ASSIGNMENT - Please report how many lines in the records below contain the word "applied", giving only that number.

[Extracted records]
-----
//src/items/src/bonus.rs
use dice::Dice;
use serde::{Deserialize, Serialize};
use std::fmt;
use strum::{Display, EnumIter};

use crate::weapon::AmmoKind;

/// One-shot pickups
#[derive(Debug, Clone, PartialEq, Serialize, Deserialize)]
pub enum Bonus {
    Medkit { power: f32 },
    Rage { multiplier: f32 },
    Accuracy { multiplier: f32 },
    Arrows { amount: u32 },
    Bullets { amount: u32 },
    Coins { amount: u32 },
}

#[derive(Debug, Clone, Copy, PartialEq, Eq, Hash, Display, EnumIter, Serialize, Deserialize)]
pub enum BonusKind {
    Medkit,
    Rage,
    Accuracy,
    Arrows,
    Bullets,
    Coins,
}

/// Whoever a bonus is applied to
pub trait BonusTarget {
    /// Heal and report how much was actually restored
    fn heal(&mut self, amount: f32) -> f32;

    /// Raise rage, returning the new total
    fn add_rage(&mut self, amount: f32) -> f32;

    /// Raise accuracy, returning the new total
    fn add_accuracy(&mut self, amount: f32) -> f32;

    /// Load into the equipped weapon if it fires `ammo`
    fn load_equipped(&mut self, ammo: AmmoKind, amount: u32) -> bool;

    /// Keep rounds for a weapon that is not equipped yet
    fn reserve_ammo(&mut self, ammo: AmmoKind, amount: u32);

    fn add_coins(&mut self, amount: u32);
}

/// What applying a bonus did
#[derive(Debug, Clone, PartialEq, Serialize, Deserialize)]
pub enum BonusOutcome {
    Healed(f32),
    RageRaised { by: f32, total: f32 },
    AccuracyRaised { by: f32, total: f32 },
    AmmoLoaded { ammo: AmmoKind, amount: u32 },
    AmmoReserved { ammo: AmmoKind, amount: u32 },
    CoinsGained(u32),
}

impl Bonus {
    pub fn kind(&self) -> BonusKind {
        match self {
            Bonus::Medkit { .. } => BonusKind::Medkit,
            Bonus::Rage { .. } => BonusKind::Rage,
            Bonus::Accuracy { .. } => BonusKind::Accuracy,
            Bonus::Arrows { .. } => BonusKind::Arrows,
            Bonus::Bullets { .. } => BonusKind::Bullets,
            Bonus::Coins { .. } => BonusKind::Coins,
        }
    }

    /// Bonuses that go into the bag until the player picks them from the menu
    pub fn is_stored(&self) -> bool {
        matches!(
            self,
            Bonus::Medkit { .. } | Bonus::Rage { .. } | Bonus::Accuracy { .. }
        )
    }

    /// Random pickup for board population
    pub fn random(dice: &mut dyn Dice) -> Self {
        match dice.range(0, 5) {
            0 => Bonus::Medkit {
                power: dice.range(20, 60) as f32,
            },
            1 => Bonus::Rage {
                multiplier: dice.range(1, 5) as f32 / 10.0,
            },
            2 => Bonus::Accuracy {
                multiplier: dice.range(1, 5) as f32 / 10.0,
            },
            3 => Bonus::Arrows {
                amount: dice.range(3, 10),
            },
            4 => Bonus::Bullets {
                amount: dice.range(2, 6),
            },
            _ => Bonus::Coins {
                amount: dice.range(10, 100),
            },
        }
    }

    /// Consume the bonus on `target`
    pub fn apply<T: BonusTarget + ?Sized>(self, target: &mut T) -> BonusOutcome {
        match self {
            Bonus::Medkit { power } => BonusOutcome::Healed(target.heal(power)),
            Bonus::Rage { multiplier } => BonusOutcome::RageRaised {
                by: multiplier,
                total: target.add_rage(multiplier),
            },
            Bonus::Accuracy { multiplier } => BonusOutcome::AccuracyRaised {
                by: multiplier,
                total: target.add_accuracy(multiplier),
            },
            Bonus::Arrows { amount } => load_or_reserve(target, AmmoKind::Arrows, amount),
            Bonus::Bullets { amount } => load_or_reserve(target, AmmoKind::Bullets, amount),
            Bonus::Coins { amount } => {
                target.add_coins(amount);
                BonusOutcome::CoinsGained(amount)
            }
        }
    }
}

fn load_or_reserve<T: BonusTarget + ?Sized>(
    target: &mut T,
    ammo: AmmoKind,
    amount: u32,
) -> BonusOutcome {
    if target.load_equipped(ammo, amount) {
        BonusOutcome::AmmoLoaded { ammo, amount }
    } else {
        target.reserve_ammo(ammo, amount);
        BonusOutcome::AmmoReserved { ammo, amount }
    }
}

impl fmt::Display for Bonus {
    fn fmt(&self, f: &mut fmt::Formatter<'_>) -> fmt::Result {
        match self {
            Bonus::Medkit { power } => write!(f, "Medkit (+{power} HP)"),
            Bonus::Rage { multiplier } => write!(f, "Rage (+{multiplier})"),
            Bonus::Accuracy { multiplier } => write!(f, "Accuracy (+{multiplier})"),
            Bonus::Arrows { amount } => write!(f, "{amount} arrows"),
            Bonus::Bullets { amount } => write!(f, "{amount} bullets"),
            Bonus::Coins { amount } => write!(f, "{amount} coins"),
        }
    }
}

impl fmt::Display for BonusOutcome {
    fn fmt(&self, f: &mut fmt::Formatter<'_>) -> fmt::Result {
        match self {
            BonusOutcome::Healed(hp) => write!(f, "Healed {hp} HP"),
            BonusOutcome::RageRaised { by, total } => write!(f, "Rage +{by} (now {total})"),
            BonusOutcome::AccuracyRaised { by, total } => {
                write!(f, "Accuracy +{by} (now {total})")
            }
            BonusOutcome::AmmoLoaded { ammo, amount } => write!(f, "Loaded {amount} {ammo}"),
            BonusOutcome::AmmoReserved { ammo, amount } => {
                write!(f, "Stored {amount} {ammo} for later")
            }
            BonusOutcome::CoinsGained(amount) => write!(f, "+{amount} coins"),
        }
    }
}
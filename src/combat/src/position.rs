//src/combat/src/position.rs
use serde::{Deserialize, Serialize};
use std::fmt;

/// Grid coordinate; `x` grows to the right, `y` grows downwards
#[derive(Debug, Clone, Copy, PartialEq, Eq, Hash, Default, Serialize, Deserialize)]
pub struct Position {
    pub x: i32,
    pub y: i32,
}

impl Position {
    pub const fn new(x: i32, y: i32) -> Self {
        Self { x, y }
    }

    pub fn offset(self, dx: i32, dy: i32) -> Self {
        Self::new(self.x + dx, self.y + dy)
    }
}

impl fmt::Display for Position {
    fn fmt(&self, f: &mut fmt::Formatter<'_>) -> fmt::Result {
        write!(f, "({}, {})", self.x, self.y)
    }
}
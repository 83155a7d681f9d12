//! Tower Crawl: a turn-based grid roguelike.
//!
//! The workspace crates hold the rules (`combat`, `items`, `hero`, `dungeon`);
//! this crate wires them into an encounter engine and a playable session.

pub mod config;
pub mod encounter;
pub mod game;
pub mod input;
pub mod render;

pub use crate::config::{Cli, GameConfig};
pub use crate::encounter::{
    CombatAction, Encounter, EncounterSnapshot, EncounterState, Exchange, LootSwapDecision,
    Outcome, RoundStart,
};
pub use crate::game::{Game, GameSnapshot, Phase, StepOutcome, WeaponSwapDecision};
pub use crate::input::{Command, parse_command};
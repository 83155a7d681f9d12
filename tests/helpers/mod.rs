//! Builders shared by the integration tests.

#![allow(dead_code)]

use combat::{Enemy, EnemyKind, Health, Position};
use dice::{Dice, ScriptedDice};
use dungeon::{Board, Occupant};
use hero::Hero;
use tower_crawl::{Encounter, Game, GameConfig, Outcome};

/// Level-fixed enemy, optionally wounded
pub fn enemy(kind: EnemyKind, lvl: u32, hp: Option<f32>) -> Enemy {
    let mut enemy = Enemy::new(kind, lvl, Position::new(1, 0));
    if let Some(hp) = hp {
        enemy.health = Health::with_hp(hp, enemy.health.max_hp());
    }
    enemy
}

/// Board with the given occupants placed on it
pub fn board_with(width: u32, height: u32, occupants: Vec<(Position, Occupant)>) -> Board {
    let mut board = Board::new(width, height).expect("valid board size");
    for (pos, occupant) in occupants {
        board.place(pos, occupant).expect("free cell");
    }
    board
}

pub fn scripted_game(board: Board, dice: ScriptedDice) -> Game {
    Game::with_board(&GameConfig::default(), board, Box::new(dice))
}

/// Fight until the encounter resolves, recording `(hero hp, enemy hp)` after each attack
pub fn fight_to_the_end(
    encounter: &mut Encounter,
    hero: &mut Hero,
    dice: &mut dyn Dice,
    max_rounds: u32,
) -> (Vec<(f32, f32)>, Option<Outcome>) {
    let mut trace = Vec::new();
    for _ in 0..max_rounds {
        let start = encounter.begin_round(hero, dice).expect("pre-turn phase");
        if start.outcome.is_some() {
            break;
        }
        let exchange = encounter.attack(hero, dice).expect("player phase");
        trace.push((hero.health.hp(), encounter.enemy().health.hp()));
        if exchange.outcome.is_some() {
            break;
        }
    }
    (trace, encounter.outcome())
}
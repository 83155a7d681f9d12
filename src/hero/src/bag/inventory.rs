// src/hero/src/bag/inventory.rs
use serde::{Deserialize, Serialize};
use thiserror::Error;

use error::GameError;

#[derive(Debug, Error, PartialEq)]
pub enum InventoryError {
    #[error("Inventory is full")]
    Full,
    #[error("Invalid index {index} (len {len})")]
    InvalidIndex { index: usize, len: usize },
    #[error("Item cannot be stored")]
    NotStorable,
}

impl From<InventoryError> for GameError {
    fn from(err: InventoryError) -> Self {
        match err {
            InventoryError::Full => GameError::BagFull,
            InventoryError::InvalidIndex { index, len } => {
                GameError::InvalidSelection { index, len }
            }
            InventoryError::NotStorable => GameError::InputError(err.to_string()),
        }
    }
}

/// Fixed-capacity list of unused items, kept in pickup order
#[derive(Clone, Debug, PartialEq, Serialize, Deserialize)]
pub struct Inventory<T> {
    slots: Vec<T>,
    capacity: usize,
}

impl<T> Inventory<T> {
    pub fn new(capacity: usize) -> Self {
        Self {
            slots: Vec::with_capacity(capacity),
            capacity,
        }
    }

    pub fn add(&mut self, item: T) -> Result<(), InventoryError> {
        if self.is_full() {
            return Err(InventoryError::Full);
        }
        self.slots.push(item);
        Ok(())
    }

    pub fn remove(&mut self, index: usize) -> Result<T, InventoryError> {
        if index >= self.slots.len() {
            return Err(InventoryError::InvalidIndex {
                index,
                len: self.slots.len(),
            });
        }
        Ok(self.slots.remove(index))
    }

    pub fn items(&self) -> &[T] {
        &self.slots
    }

    pub fn is_full(&self) -> bool {
        self.slots.len() >= self.capacity
    }
}

#[cfg(test)]
mod tests {
    use super::*;

    #[test]
    fn add_until_full() {
        let mut inv = Inventory::new(2);
        assert!(inv.add(1).is_ok());
        assert!(inv.add(2).is_ok());
        assert!(inv.is_full());
        assert_eq!(inv.add(3), Err(InventoryError::Full));
        assert_eq!(inv.items(), &[1, 2]);
    }

    #[test]
    fn remove_checks_bounds() {
        let mut inv = Inventory::new(4);
        inv.add("a").unwrap();
        inv.add("b").unwrap();

        assert_eq!(inv.remove(5), Err(InventoryError::InvalidIndex { index: 5, len: 2 }));
        assert_eq!(inv.remove(0), Ok("a"));
        assert_eq!(inv.items(), &["b"]);
    }

    #[test]
    fn bad_index_becomes_invalid_selection() {
        let err: GameError = InventoryError::InvalidIndex { index: 3, len: 0 }.into();
        assert_eq!(err, GameError::InvalidSelection { index: 3, len: 0 });
        assert!(err.is_recoverable());
    }
}
//src/combat/src/health.rs
use serde::{Deserialize, Serialize};

/// Hit points of anything that can be damaged.
///
/// `hp` always stays within `[0, max_hp]`; every mutation clamps and reports
/// the amount that was actually applied.
#[derive(Debug, Clone, Copy, PartialEq, Serialize, Deserialize)]
pub struct Health {
    hp: f32,
    max_hp: f32,
}

impl Health {
    /// Full health
    pub fn new(max_hp: f32) -> Self {
        Self { hp: max_hp, max_hp }
    }

    pub fn with_hp(hp: f32, max_hp: f32) -> Self {
        Self {
            hp: hp.clamp(0.0, max_hp),
            max_hp,
        }
    }

    pub fn hp(&self) -> f32 {
        self.hp
    }

    pub fn max_hp(&self) -> f32 {
        self.max_hp
    }

    /// `hp / max_hp`
    pub fn ratio(&self) -> f32 {
        if self.max_hp <= 0.0 {
            0.0
        } else {
            self.hp / self.max_hp
        }
    }

    pub fn is_alive(&self) -> bool {
        self.hp > 0.0
    }

    /// Lose at most the remaining hp
    pub fn take_damage(&mut self, amount: f32) -> f32 {
        let actual = amount.min(self.hp);
        self.hp -= actual;
        actual
    }

    /// Gain at most the missing hp
    pub fn heal(&mut self, amount: f32) -> f32 {
        let missing = self.max_hp - self.hp;
        if amount >= missing {
            self.hp = self.max_hp;
            missing
        } else {
            self.hp += amount;
            amount
        }
    }

    /// Drop straight to zero (used when an enemy runs away)
    pub fn kill(&mut self) {
        self.hp = 0.0;
    }
}
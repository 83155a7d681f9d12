// src/combat/src/combatant.rs

use dice::Dice;

use crate::health::Health;
use crate::position::Position;

/// Anything that stands on the board, can be hurt and can hit back
pub trait Combatant {
    fn name(&self) -> &str;

    fn position(&self) -> Position;

    fn health(&self) -> &Health;

    fn health_mut(&mut self) -> &mut Health;

    /// Hit `target` once; returns the damage the target actually lost
    fn attack(&mut self, target: &mut dyn Combatant, dice: &mut dyn Dice) -> f32;

    fn hp(&self) -> f32 {
        self.health().hp()
    }

    fn max_hp(&self) -> f32 {
        self.health().max_hp()
    }

    fn is_alive(&self) -> bool {
        self.health().is_alive()
    }

    fn take_damage(&mut self, amount: f32) -> f32 {
        self.health_mut().take_damage(amount)
    }

    fn heal(&mut self, amount: f32) -> f32 {
        self.health_mut().heal(amount)
    }
}
// src/combat/src/enemy.rs

use dice::Dice;
use items::Weapon;
use serde::{Deserialize, Serialize};
use strum::{Display, EnumIter};

use crate::combatant::Combatant;
use crate::health::Health;
use crate::position::Position;
use crate::status_effect::{StatusEffects, StatusKind};

/// Behaviour tuning shared by all enemies
pub mod tuning {
    pub const MIN_LEVEL: u32 = 1;
    pub const MAX_LEVEL: u32 = 10;

    pub const FLEE_THRESHOLD: f32 = 0.15;
    pub const FLEE_CHANCE_LOW_HP: f32 = 0.10;
    pub const INFECTION_CHANCE: f32 = 0.25;
    pub const INFECTION_TURNS: u32 = 3;
    pub const INFECTION_DAMAGE_BASE: f32 = 5.0;

    pub const CALL_THRESHOLD: f32 = 0.15;
    pub const SUMMON_CHANCE_LOW_HP: f32 = 0.10;
    pub const POISON_CHANCE: f32 = 0.10;
    pub const POISON_TURNS: u32 = 2;
    pub const POISON_DAMAGE_BASE: f32 = 15.0;

    /// Chance a skeleton spawns bare-handed
    pub const SKELETON_UNARMED_CHANCE: f32 = 0.25;
}

#[derive(Debug, Clone, Copy, PartialEq, Eq, Hash, Display, EnumIter, Serialize, Deserialize)]
pub enum EnemyKind {
    Rat,
    Spider,
    Skeleton,
}

impl EnemyKind {
    pub fn base_hp(self) -> f32 {
        match self {
            EnemyKind::Rat => 100.0,
            EnemyKind::Spider => 80.0,
            EnemyKind::Skeleton => 120.0,
        }
    }

    pub fn base_damage(self) -> f32 {
        match self {
            EnemyKind::Rat => 10.0,
            EnemyKind::Spider => 15.0,
            EnemyKind::Skeleton => 20.0,
        }
    }

    pub fn reward_per_level(self) -> u32 {
        match self {
            EnemyKind::Rat => 200,
            EnemyKind::Spider => 250,
            EnemyKind::Skeleton => 300,
        }
    }

    pub fn symbol(self) -> char {
        match self {
            EnemyKind::Rat => 'r',
            EnemyKind::Spider => 's',
            EnemyKind::Skeleton => 'S',
        }
    }
}

/// `(10 + lvl) / 10`, computed so whole-number stats stay exact
pub fn level_scale(base: f32, lvl: u32) -> f32 {
    base * (10.0 + lvl as f32) / 10.0
}

/// What an enemy did before the player acted
#[derive(Debug, Clone, PartialEq)]
pub enum PreTurn {
    Idle,
    /// The enemy ran away; the encounter is over with no reward
    Fled,
    Inflicted {
        kind: StatusKind,
        turns: u32,
        damage_per_turn: f32,
    },
    /// A fresh spider answered the call
    Summoned(Enemy),
}

#[derive(Debug, Clone, PartialEq, Serialize, Deserialize)]
pub struct Enemy {
    pub kind: EnemyKind,
    pub lvl: u32,
    pub health: Health,
    pub max_enemy_damage: f32,
    pub reward_coins: u32,
    pub position: Position,
    /// Only skeletons fight with a weapon
    pub weapon: Option<Weapon>,
}

impl Enemy {
    /// Enemy at a fixed level; skeletons start bare-handed
    pub fn new(kind: EnemyKind, lvl: u32, position: Position) -> Self {
        let lvl = lvl.clamp(tuning::MIN_LEVEL, tuning::MAX_LEVEL);
        Self {
            kind,
            lvl,
            health: Health::new(level_scale(kind.base_hp(), lvl)),
            max_enemy_damage: level_scale(kind.base_damage(), lvl),
            reward_coins: kind.reward_per_level() * lvl,
            position,
            weapon: (kind == EnemyKind::Skeleton).then(Weapon::fist),
        }
    }

    /// Random level, and a random weapon for skeletons
    pub fn spawn(kind: EnemyKind, position: Position, dice: &mut dyn Dice) -> Self {
        let lvl = dice.range(tuning::MIN_LEVEL, tuning::MAX_LEVEL);
        let enemy = Self::new(kind, lvl, position);
        if kind == EnemyKind::Skeleton && !dice.check(tuning::SKELETON_UNARMED_CHANCE) {
            let weapon = Weapon::random(dice);
            enemy.with_weapon(weapon)
        } else {
            enemy
        }
    }

    /// Arm a skeleton (ignored for other kinds)
    pub fn with_weapon(mut self, weapon: Weapon) -> Self {
        if self.kind == EnemyKind::Skeleton {
            self.weapon = Some(weapon);
        }
        self
    }

    pub fn symbol(&self) -> char {
        self.kind.symbol()
    }

    /// Uniform integer in `[0, max_enemy_damage]`
    pub fn roll_enemy_damage(&self, dice: &mut dyn Dice) -> f32 {
        dice.roll(self.max_enemy_damage.max(0.0) as u32) as f32
    }

    /// Runs once per round before the player acts.
    ///
    /// The low-hp flee/summon check always comes before the status check, and
    /// a failed low-hp roll still falls through to the status roll.
    pub fn before_turn(&mut self, target: &mut StatusEffects, dice: &mut dyn Dice) -> PreTurn {
        match self.kind {
            EnemyKind::Rat => {
                if self.health.ratio() < tuning::FLEE_THRESHOLD
                    && dice.check(tuning::FLEE_CHANCE_LOW_HP)
                {
                    self.health.kill();
                    tracing::debug!(lvl = self.lvl, "rat fled");
                    return PreTurn::Fled;
                }
                if dice.check(tuning::INFECTION_CHANCE) {
                    return self.inflict(
                        target,
                        StatusKind::Infection,
                        tuning::INFECTION_TURNS,
                        tuning::INFECTION_DAMAGE_BASE,
                    );
                }
                PreTurn::Idle
            }
            EnemyKind::Spider => {
                if self.health.ratio() < tuning::CALL_THRESHOLD
                    && dice.check(tuning::SUMMON_CHANCE_LOW_HP)
                {
                    tracing::debug!(lvl = self.lvl, "spider called for help");
                    return PreTurn::Summoned(Enemy::new(EnemyKind::Spider, self.lvl, self.position));
                }
                if dice.check(tuning::POISON_CHANCE) {
                    return self.inflict(
                        target,
                        StatusKind::Poison,
                        tuning::POISON_TURNS,
                        tuning::POISON_DAMAGE_BASE,
                    );
                }
                PreTurn::Idle
            }
            EnemyKind::Skeleton => PreTurn::Idle,
        }
    }

    fn inflict(
        &self,
        target: &mut StatusEffects,
        kind: StatusKind,
        turns: u32,
        base_damage: f32,
    ) -> PreTurn {
        let damage_per_turn = level_scale(base_damage, self.lvl);
        if target.inflict(kind, turns, damage_per_turn) {
            tracing::debug!(%kind, turns, damage_per_turn, "status inflicted");
            PreTurn::Inflicted {
                kind,
                turns,
                damage_per_turn,
            }
        } else {
            PreTurn::Idle
        }
    }

    /// Swap an exhausted weapon for the fist; returns the discarded one
    pub fn ensure_weapon(&mut self) -> Option<Weapon> {
        let exhausted = self.weapon.as_ref().is_some_and(|w| !w.is_available());
        if exhausted {
            self.weapon.replace(Weapon::fist())
        } else {
            None
        }
    }

    /// The weapon a defeated skeleton leaves behind; never the bare fist
    pub fn drop_loot(&mut self) -> Option<Weapon> {
        let droppable = self.weapon.as_ref().is_some_and(|w| !w.is_fallback());
        if droppable {
            self.weapon.take()
        } else {
            None
        }
    }
}

impl Combatant for Enemy {
    fn name(&self) -> &str {
        match self.kind {
            EnemyKind::Rat => "Rat",
            EnemyKind::Spider => "Spider",
            EnemyKind::Skeleton => "Skeleton",
        }
    }

    fn position(&self) -> Position {
        self.position
    }

    fn health(&self) -> &Health {
        &self.health
    }

    fn health_mut(&mut self) -> &mut Health {
        &mut self.health
    }

    fn attack(&mut self, target: &mut dyn Combatant, dice: &mut dyn Dice) -> f32 {
        let damage = if let Some(weapon) = self.weapon.as_mut() {
            weapon.strike(1.0, dice)
        } else {
            self.roll_enemy_damage(dice)
        };
        target.take_damage(damage)
    }
}

#[cfg(test)]
mod tests {
    use super::*;
    use dice::ScriptedDice;
    use items::WeaponKind;

    #[test]
    fn stats_scale_with_level() {
        let rat = Enemy::new(EnemyKind::Rat, 1, Position::default());
        assert_eq!(rat.health.max_hp(), 110.0);
        assert_eq!(rat.max_enemy_damage, 11.0);
        assert_eq!(rat.reward_coins, 200);

        let skeleton = Enemy::new(EnemyKind::Skeleton, 10, Position::default());
        assert_eq!(skeleton.health.max_hp(), 240.0);
        assert_eq!(skeleton.reward_coins, 3000);
        assert!(skeleton.weapon.as_ref().is_some_and(Weapon::is_fallback));

        assert!(Enemy::new(EnemyKind::Spider, 3, Position::default()).weapon.is_none());
    }

    #[test]
    fn level_is_clamped() {
        assert_eq!(Enemy::new(EnemyKind::Rat, 0, Position::default()).lvl, 1);
        assert_eq!(Enemy::new(EnemyKind::Rat, 42, Position::default()).lvl, 10);
    }

    #[test]
    fn healthy_rat_infects_on_low_roll() {
        let mut rat = Enemy::new(EnemyKind::Rat, 2, Position::default());
        let mut effects = StatusEffects::new();
        let mut dice = ScriptedDice::new().then_chances([0.2]);

        let pre = rat.before_turn(&mut effects, &mut dice);
        assert_eq!(
            pre,
            PreTurn::Inflicted {
                kind: StatusKind::Infection,
                turns: 3,
                damage_per_turn: 6.0,
            }
        );
        assert!(effects.is_active(StatusKind::Infection));
    }

    #[test]
    fn healthy_rat_does_not_roll_flee() {
        let mut rat = Enemy::new(EnemyKind::Rat, 1, Position::default());
        let mut effects = StatusEffects::new();
        // a single chance is drawn: the infection check
        let mut dice = ScriptedDice::new().then_chances([0.05, 0.05]);

        let pre = rat.before_turn(&mut effects, &mut dice);
        assert!(matches!(pre, PreTurn::Inflicted { .. }));
        assert!(rat.health.is_alive());
        assert_eq!(dice.remaining_chances(), 1);
    }

    #[test]
    fn wounded_rat_flees_before_infecting() {
        let mut rat = Enemy::new(EnemyKind::Rat, 1, Position::default());
        rat.health = Health::with_hp(10.0, 110.0);
        let mut effects = StatusEffects::new();
        let mut dice = ScriptedDice::new().then_chances([0.05, 0.0]);

        assert_eq!(rat.before_turn(&mut effects, &mut dice), PreTurn::Fled);
        assert!(!rat.health.is_alive());
        assert!(!effects.is_active(StatusKind::Infection));
    }

    #[test]
    fn failed_flee_falls_through_to_infection() {
        let mut rat = Enemy::new(EnemyKind::Rat, 1, Position::default());
        rat.health = Health::with_hp(10.0, 110.0);
        let mut effects = StatusEffects::new();
        let mut dice = ScriptedDice::new().then_chances([0.5, 0.1]);

        let pre = rat.before_turn(&mut effects, &mut dice);
        assert!(matches!(pre, PreTurn::Inflicted { kind: StatusKind::Infection, .. }));
    }

    #[test]
    fn rat_does_not_refresh_running_infection() {
        let mut rat = Enemy::new(EnemyKind::Rat, 5, Position::default());
        let mut effects = StatusEffects::new();
        effects.inflict(StatusKind::Infection, 1, 2.0);
        let mut dice = ScriptedDice::new().then_chances([0.0]);

        assert_eq!(rat.before_turn(&mut effects, &mut dice), PreTurn::Idle);
        let infection = effects.get(StatusKind::Infection).copied();
        assert_eq!(infection.map(|e| (e.turns_left, e.damage_per_turn)), Some((1, 2.0)));
    }

    #[test]
    fn spider_poisons() {
        let mut spider = Enemy::new(EnemyKind::Spider, 10, Position::default());
        let mut effects = StatusEffects::new();
        let mut dice = ScriptedDice::new().then_chances([0.09]);

        let pre = spider.before_turn(&mut effects, &mut dice);
        assert_eq!(
            pre,
            PreTurn::Inflicted {
                kind: StatusKind::Poison,
                turns: 2,
                damage_per_turn: 30.0,
            }
        );
    }

    #[test]
    fn wounded_spider_summons_a_twin() {
        let mut spider = Enemy::new(EnemyKind::Spider, 4, Position::new(2, 3));
        spider.health = Health::with_hp(5.0, spider.health.max_hp());
        let mut effects = StatusEffects::new();
        let mut dice = ScriptedDice::new().then_chances([0.01]);

        match spider.before_turn(&mut effects, &mut dice) {
            PreTurn::Summoned(twin) => {
                assert_eq!(twin.kind, EnemyKind::Spider);
                assert_eq!(twin.lvl, 4);
                assert_eq!(twin.health.hp(), twin.health.max_hp());
            }
            other => panic!("expected a summon, got {other:?}"),
        }
        assert!(spider.health.is_alive());
    }

    #[test]
    fn skeleton_pre_turn_draws_nothing() {
        let mut skeleton = Enemy::new(EnemyKind::Skeleton, 1, Position::default());
        let mut effects = StatusEffects::new();
        let mut dice = ScriptedDice::new().then_chances([0.0]);
        assert_eq!(skeleton.before_turn(&mut effects, &mut dice), PreTurn::Idle);
        assert_eq!(dice.remaining_chances(), 1);
    }

    #[test]
    fn skeleton_loot_excludes_the_fist() {
        let mut unarmed = Enemy::new(EnemyKind::Skeleton, 1, Position::default());
        assert_eq!(unarmed.drop_loot(), None);

        let mut armed = Enemy::new(EnemyKind::Skeleton, 1, Position::default())
            .with_weapon(Weapon::new(WeaponKind::Axe));
        let loot = armed.drop_loot();
        assert_eq!(loot.map(|w| w.kind), Some(WeaponKind::Axe));
        assert!(armed.drop_loot().is_none());
    }

    #[test]
    fn skeleton_out_of_arrows_falls_back_to_fist() {
        let mut skeleton = Enemy::new(EnemyKind::Skeleton, 1, Position::default())
            .with_weapon(Weapon::new(WeaponKind::Bow).with_ammo(1));
        let mut target = Enemy::new(EnemyKind::Rat, 1, Position::default());
        let mut dice = ScriptedDice::with_rolls([10]);

        assert_eq!(skeleton.attack(&mut target, &mut dice), 10.0);
        let dropped = skeleton.ensure_weapon();
        assert_eq!(dropped.map(|w| w.kind), Some(WeaponKind::Bow));
        assert!(skeleton.weapon.as_ref().is_some_and(Weapon::is_fallback));
        assert!(skeleton.ensure_weapon().is_none());
    }

    #[test]
    fn spawned_levels_stay_in_range() {
        let mut dice = dice::SeededDice::new(5);
        for _ in 0..100 {
            let enemy = Enemy::spawn(EnemyKind::Skeleton, Position::default(), &mut dice);
            assert!((1..=10).contains(&enemy.lvl));
            assert!(enemy.weapon.is_some());
        }
    }
}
-----
TASK OUTPUT - 2